-- Activity --
In the records below, pick out all lines containing the word "Parser".

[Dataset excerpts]
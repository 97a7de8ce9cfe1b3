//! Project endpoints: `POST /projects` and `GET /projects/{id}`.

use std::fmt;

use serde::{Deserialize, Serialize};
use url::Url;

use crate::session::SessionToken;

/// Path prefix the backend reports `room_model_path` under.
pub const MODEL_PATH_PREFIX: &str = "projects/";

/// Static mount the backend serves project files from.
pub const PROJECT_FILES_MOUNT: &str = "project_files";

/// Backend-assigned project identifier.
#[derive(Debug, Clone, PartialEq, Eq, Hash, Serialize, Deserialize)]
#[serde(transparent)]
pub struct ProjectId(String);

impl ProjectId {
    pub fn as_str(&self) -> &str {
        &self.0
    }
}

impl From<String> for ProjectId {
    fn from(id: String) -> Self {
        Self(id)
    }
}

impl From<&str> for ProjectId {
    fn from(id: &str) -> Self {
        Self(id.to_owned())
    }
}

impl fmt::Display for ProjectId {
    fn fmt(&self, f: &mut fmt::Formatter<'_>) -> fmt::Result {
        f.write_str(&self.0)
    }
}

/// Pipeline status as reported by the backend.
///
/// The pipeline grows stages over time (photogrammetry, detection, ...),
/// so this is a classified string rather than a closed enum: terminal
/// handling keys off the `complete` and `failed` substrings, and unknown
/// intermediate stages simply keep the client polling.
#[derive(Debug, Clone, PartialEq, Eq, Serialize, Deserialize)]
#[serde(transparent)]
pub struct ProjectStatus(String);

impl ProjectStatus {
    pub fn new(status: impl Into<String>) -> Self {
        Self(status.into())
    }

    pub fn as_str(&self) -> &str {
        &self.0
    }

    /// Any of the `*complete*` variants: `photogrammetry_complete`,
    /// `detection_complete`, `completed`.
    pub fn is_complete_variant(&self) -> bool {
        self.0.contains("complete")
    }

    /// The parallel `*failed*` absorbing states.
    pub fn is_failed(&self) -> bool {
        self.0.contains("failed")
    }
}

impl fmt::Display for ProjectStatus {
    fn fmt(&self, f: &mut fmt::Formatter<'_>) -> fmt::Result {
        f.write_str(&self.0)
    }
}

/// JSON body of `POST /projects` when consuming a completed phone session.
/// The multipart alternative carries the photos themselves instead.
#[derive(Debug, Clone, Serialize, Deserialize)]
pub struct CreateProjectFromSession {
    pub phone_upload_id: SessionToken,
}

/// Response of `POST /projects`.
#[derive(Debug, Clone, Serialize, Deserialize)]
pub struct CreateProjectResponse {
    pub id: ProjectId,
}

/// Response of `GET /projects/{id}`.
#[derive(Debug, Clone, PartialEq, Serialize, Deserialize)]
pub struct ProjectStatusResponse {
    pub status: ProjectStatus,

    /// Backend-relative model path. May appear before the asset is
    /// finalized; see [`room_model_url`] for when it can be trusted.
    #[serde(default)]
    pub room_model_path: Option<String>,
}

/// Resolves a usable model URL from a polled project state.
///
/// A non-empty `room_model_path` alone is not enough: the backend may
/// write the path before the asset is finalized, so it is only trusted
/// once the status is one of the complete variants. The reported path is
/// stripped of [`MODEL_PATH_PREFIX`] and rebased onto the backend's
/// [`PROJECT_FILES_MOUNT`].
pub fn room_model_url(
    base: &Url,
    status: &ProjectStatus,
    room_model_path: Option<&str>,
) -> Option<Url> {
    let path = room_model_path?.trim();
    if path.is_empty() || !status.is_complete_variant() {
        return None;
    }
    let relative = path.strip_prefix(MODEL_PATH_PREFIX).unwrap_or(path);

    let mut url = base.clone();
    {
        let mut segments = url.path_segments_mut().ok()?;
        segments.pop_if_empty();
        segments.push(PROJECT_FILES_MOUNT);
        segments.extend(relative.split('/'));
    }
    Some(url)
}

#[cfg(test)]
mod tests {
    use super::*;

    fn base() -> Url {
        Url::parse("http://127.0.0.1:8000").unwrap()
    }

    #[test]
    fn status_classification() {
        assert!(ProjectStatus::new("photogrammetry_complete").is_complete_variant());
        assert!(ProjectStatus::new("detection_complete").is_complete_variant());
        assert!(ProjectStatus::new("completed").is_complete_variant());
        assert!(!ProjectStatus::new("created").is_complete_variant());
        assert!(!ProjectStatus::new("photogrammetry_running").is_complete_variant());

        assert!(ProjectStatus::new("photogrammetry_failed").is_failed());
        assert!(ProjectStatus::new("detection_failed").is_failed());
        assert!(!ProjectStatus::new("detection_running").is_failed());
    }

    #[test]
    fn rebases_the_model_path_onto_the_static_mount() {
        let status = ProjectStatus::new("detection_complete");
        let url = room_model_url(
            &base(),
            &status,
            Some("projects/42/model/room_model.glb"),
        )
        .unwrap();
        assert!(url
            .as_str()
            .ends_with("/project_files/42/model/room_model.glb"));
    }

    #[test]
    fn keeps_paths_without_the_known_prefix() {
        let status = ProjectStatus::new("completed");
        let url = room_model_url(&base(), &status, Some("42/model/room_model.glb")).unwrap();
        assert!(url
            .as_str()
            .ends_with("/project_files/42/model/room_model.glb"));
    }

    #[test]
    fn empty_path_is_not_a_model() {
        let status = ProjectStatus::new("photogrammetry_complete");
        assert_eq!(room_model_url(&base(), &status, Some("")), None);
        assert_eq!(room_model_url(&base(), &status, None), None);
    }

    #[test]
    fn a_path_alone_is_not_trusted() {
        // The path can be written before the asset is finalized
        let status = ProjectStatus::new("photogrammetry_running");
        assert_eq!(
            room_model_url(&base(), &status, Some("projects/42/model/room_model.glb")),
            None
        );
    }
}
--
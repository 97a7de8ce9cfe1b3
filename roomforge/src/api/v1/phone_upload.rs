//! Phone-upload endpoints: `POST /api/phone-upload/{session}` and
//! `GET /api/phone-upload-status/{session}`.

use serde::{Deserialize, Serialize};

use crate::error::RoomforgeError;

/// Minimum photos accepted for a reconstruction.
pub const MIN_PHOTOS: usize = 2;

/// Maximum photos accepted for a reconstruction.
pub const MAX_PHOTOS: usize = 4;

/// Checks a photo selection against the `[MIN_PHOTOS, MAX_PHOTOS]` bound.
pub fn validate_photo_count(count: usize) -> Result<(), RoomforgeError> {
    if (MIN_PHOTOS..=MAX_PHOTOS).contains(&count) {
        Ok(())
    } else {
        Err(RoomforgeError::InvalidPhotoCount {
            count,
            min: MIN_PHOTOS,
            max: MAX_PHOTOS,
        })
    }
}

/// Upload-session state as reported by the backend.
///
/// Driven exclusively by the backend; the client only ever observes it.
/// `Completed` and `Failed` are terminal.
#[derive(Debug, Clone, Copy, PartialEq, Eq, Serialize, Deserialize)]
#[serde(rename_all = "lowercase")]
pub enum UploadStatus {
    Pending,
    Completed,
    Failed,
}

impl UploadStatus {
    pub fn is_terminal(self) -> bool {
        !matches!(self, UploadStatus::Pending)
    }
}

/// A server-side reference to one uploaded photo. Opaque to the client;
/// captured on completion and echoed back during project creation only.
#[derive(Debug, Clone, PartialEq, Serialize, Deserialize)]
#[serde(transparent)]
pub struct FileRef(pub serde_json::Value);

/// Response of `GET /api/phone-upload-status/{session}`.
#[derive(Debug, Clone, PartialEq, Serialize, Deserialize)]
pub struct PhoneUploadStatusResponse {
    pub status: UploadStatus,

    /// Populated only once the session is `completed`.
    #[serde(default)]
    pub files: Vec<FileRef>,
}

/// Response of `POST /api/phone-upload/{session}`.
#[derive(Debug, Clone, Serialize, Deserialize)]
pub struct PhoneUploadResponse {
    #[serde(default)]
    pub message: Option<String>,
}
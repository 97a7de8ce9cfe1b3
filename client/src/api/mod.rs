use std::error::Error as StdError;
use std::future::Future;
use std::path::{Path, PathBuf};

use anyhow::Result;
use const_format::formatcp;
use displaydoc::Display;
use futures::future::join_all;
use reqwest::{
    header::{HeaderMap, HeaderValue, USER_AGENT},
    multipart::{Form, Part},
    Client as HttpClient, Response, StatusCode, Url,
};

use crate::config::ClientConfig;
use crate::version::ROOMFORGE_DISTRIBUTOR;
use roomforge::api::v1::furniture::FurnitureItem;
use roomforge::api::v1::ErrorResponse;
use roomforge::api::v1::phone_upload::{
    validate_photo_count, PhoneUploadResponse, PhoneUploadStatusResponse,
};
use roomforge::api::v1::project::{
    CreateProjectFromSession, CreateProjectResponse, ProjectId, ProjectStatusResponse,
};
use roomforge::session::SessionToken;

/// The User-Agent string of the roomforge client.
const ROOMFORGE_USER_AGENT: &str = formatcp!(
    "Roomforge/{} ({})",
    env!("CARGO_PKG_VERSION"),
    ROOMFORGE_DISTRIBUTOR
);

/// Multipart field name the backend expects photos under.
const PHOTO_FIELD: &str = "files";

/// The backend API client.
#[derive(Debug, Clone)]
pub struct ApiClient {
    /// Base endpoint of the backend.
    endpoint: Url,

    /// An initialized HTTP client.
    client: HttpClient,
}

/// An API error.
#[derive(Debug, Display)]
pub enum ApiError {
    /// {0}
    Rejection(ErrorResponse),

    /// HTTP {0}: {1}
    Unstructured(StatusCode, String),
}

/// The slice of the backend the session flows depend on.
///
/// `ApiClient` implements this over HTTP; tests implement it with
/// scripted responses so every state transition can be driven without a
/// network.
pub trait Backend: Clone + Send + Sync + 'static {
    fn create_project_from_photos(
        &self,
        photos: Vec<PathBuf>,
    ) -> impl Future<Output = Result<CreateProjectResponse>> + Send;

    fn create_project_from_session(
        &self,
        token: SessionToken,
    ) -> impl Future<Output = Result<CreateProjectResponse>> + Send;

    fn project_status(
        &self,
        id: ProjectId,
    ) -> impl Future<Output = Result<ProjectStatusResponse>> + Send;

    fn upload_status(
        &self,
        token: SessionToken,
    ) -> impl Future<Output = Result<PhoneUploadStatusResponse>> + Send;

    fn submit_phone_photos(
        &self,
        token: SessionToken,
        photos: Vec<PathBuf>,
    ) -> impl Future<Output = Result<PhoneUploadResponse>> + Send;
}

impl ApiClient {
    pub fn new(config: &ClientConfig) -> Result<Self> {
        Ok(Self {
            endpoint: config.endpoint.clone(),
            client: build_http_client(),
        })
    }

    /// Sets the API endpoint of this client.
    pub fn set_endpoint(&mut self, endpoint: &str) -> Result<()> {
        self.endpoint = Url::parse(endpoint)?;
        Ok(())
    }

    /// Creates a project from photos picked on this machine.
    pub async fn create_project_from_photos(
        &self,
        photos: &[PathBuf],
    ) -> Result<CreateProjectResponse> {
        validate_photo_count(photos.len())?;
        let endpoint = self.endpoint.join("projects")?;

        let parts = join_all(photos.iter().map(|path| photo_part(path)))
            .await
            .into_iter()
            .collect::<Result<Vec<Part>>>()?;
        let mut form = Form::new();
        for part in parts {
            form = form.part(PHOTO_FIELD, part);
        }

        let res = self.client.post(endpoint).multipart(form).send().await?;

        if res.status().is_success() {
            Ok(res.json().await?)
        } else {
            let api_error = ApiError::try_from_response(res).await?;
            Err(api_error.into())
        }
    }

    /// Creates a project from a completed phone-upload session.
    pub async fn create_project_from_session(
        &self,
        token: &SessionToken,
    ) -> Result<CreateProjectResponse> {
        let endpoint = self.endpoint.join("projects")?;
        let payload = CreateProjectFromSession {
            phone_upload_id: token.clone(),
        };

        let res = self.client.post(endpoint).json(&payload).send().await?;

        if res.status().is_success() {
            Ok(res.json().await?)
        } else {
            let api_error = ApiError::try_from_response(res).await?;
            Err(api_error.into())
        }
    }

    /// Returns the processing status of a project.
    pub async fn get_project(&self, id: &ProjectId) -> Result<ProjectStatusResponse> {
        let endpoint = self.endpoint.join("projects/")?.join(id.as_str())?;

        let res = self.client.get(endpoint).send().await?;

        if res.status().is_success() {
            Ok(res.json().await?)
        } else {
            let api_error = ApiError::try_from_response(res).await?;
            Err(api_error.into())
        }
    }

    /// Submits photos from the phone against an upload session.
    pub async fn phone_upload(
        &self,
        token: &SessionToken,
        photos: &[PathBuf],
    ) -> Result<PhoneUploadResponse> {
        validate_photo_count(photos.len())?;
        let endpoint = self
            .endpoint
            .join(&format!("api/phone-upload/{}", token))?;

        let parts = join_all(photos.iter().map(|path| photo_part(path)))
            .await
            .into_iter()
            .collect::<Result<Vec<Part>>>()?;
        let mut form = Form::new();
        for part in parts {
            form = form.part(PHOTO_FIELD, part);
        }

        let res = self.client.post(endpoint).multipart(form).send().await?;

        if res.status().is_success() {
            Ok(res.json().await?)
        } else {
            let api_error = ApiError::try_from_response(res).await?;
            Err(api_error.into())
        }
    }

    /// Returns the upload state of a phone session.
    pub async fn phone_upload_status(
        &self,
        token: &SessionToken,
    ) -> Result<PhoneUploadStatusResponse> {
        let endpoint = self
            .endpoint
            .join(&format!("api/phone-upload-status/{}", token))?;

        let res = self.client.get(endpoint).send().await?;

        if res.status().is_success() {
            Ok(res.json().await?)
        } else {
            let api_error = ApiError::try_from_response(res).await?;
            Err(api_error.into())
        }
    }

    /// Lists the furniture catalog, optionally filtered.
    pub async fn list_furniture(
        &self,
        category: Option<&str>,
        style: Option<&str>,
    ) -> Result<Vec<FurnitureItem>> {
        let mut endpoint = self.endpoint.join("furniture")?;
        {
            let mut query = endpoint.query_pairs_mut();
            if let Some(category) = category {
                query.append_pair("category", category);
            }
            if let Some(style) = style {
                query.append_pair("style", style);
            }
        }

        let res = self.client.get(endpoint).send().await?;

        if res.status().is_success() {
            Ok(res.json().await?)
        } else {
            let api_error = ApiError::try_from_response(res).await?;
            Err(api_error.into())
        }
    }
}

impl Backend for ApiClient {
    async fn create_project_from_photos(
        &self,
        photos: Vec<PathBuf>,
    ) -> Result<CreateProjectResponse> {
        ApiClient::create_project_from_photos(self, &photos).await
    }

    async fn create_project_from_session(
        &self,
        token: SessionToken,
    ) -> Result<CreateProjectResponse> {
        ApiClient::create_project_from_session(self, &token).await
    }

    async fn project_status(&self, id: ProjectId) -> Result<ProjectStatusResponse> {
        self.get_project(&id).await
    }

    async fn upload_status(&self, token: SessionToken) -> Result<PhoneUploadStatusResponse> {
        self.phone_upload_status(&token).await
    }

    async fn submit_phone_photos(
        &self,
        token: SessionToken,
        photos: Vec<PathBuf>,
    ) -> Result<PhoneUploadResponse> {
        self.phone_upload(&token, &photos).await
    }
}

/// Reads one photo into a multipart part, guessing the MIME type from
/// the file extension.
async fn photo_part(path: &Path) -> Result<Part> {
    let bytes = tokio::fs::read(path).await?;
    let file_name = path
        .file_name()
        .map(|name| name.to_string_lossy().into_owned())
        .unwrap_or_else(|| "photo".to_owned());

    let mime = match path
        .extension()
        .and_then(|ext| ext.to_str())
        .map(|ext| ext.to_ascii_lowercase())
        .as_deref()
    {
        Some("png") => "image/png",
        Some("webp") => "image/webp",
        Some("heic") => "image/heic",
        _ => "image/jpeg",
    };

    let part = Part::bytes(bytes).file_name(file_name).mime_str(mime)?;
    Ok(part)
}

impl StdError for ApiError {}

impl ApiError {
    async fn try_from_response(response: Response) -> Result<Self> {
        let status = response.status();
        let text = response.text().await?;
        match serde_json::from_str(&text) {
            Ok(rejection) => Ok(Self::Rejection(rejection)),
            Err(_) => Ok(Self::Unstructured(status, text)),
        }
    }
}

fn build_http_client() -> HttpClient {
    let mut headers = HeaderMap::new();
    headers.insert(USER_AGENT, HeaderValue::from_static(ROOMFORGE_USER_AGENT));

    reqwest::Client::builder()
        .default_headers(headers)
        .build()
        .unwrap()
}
==
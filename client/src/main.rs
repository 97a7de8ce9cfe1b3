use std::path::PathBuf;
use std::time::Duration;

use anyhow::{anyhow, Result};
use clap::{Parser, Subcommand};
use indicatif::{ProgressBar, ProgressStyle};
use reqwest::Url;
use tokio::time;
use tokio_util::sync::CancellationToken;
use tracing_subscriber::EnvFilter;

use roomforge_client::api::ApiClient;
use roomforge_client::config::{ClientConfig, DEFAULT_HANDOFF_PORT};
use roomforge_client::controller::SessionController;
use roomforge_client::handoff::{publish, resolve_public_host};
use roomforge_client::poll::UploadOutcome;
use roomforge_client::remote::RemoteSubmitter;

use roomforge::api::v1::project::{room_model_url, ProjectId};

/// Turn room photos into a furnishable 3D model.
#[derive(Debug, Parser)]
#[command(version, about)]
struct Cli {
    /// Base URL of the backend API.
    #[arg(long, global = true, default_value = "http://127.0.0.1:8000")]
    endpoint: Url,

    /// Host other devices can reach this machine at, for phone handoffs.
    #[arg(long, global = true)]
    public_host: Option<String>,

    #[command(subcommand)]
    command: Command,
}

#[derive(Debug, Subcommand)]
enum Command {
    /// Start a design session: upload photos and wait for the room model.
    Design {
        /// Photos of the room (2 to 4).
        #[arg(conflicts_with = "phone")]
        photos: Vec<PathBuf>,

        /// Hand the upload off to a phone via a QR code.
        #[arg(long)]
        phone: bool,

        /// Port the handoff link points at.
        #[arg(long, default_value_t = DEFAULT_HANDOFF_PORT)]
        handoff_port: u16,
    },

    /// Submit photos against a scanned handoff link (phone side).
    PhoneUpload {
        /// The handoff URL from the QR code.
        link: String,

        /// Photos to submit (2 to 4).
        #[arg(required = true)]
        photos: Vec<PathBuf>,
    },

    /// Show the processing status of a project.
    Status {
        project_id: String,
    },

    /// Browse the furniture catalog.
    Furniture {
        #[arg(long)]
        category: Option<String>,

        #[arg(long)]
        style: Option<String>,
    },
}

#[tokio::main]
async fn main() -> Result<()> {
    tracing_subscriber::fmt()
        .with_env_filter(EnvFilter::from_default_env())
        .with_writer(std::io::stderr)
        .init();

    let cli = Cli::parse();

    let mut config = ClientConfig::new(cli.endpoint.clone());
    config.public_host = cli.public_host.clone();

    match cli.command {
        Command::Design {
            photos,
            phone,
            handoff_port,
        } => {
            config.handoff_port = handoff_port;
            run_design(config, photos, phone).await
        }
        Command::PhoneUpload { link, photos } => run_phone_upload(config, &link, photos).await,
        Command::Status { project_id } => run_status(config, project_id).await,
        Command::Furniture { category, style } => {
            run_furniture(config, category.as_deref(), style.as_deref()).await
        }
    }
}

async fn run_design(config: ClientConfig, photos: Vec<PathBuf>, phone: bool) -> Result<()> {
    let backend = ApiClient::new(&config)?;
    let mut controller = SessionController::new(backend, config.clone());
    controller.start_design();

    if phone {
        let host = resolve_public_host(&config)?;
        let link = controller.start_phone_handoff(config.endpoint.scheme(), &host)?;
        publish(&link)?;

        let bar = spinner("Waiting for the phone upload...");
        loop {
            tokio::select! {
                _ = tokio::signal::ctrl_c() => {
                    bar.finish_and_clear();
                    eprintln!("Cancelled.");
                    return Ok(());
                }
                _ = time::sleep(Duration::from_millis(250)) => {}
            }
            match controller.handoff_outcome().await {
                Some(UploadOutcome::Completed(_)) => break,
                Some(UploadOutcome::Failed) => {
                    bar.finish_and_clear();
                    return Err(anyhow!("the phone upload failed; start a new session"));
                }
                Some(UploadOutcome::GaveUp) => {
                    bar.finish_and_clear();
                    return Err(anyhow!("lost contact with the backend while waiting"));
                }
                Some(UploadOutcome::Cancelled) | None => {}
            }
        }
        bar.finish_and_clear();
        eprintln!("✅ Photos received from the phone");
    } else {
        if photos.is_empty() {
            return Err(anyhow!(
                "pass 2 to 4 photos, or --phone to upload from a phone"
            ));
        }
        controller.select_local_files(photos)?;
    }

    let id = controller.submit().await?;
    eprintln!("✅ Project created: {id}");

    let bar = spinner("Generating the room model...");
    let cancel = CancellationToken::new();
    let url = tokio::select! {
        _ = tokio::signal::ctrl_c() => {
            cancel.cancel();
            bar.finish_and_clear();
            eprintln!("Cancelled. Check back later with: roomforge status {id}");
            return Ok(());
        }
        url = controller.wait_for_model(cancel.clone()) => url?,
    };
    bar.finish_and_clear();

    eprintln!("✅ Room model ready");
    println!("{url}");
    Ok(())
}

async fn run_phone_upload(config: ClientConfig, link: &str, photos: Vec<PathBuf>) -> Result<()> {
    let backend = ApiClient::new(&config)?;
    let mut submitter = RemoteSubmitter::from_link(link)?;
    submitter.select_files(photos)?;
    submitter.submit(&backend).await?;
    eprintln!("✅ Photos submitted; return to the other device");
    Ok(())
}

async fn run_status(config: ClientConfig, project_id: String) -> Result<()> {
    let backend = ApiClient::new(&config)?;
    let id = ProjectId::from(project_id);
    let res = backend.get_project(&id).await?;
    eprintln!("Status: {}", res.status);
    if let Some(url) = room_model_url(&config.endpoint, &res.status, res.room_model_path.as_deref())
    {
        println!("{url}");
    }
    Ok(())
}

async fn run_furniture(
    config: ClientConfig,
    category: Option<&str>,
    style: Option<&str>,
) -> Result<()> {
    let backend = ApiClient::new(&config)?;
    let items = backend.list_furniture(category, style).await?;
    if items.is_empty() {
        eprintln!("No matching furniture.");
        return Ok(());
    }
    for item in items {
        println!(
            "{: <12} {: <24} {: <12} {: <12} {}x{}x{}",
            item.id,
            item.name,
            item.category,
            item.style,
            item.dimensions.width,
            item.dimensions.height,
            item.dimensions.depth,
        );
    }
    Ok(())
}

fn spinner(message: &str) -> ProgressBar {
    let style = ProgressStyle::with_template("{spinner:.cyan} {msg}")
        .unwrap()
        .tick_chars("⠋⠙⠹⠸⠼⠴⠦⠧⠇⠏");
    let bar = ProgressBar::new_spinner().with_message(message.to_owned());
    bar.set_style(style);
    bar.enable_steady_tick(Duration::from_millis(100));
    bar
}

-- Response to the exercise --
use clap::{Parser, Subcommand};
#[derive(Debug, Parser)]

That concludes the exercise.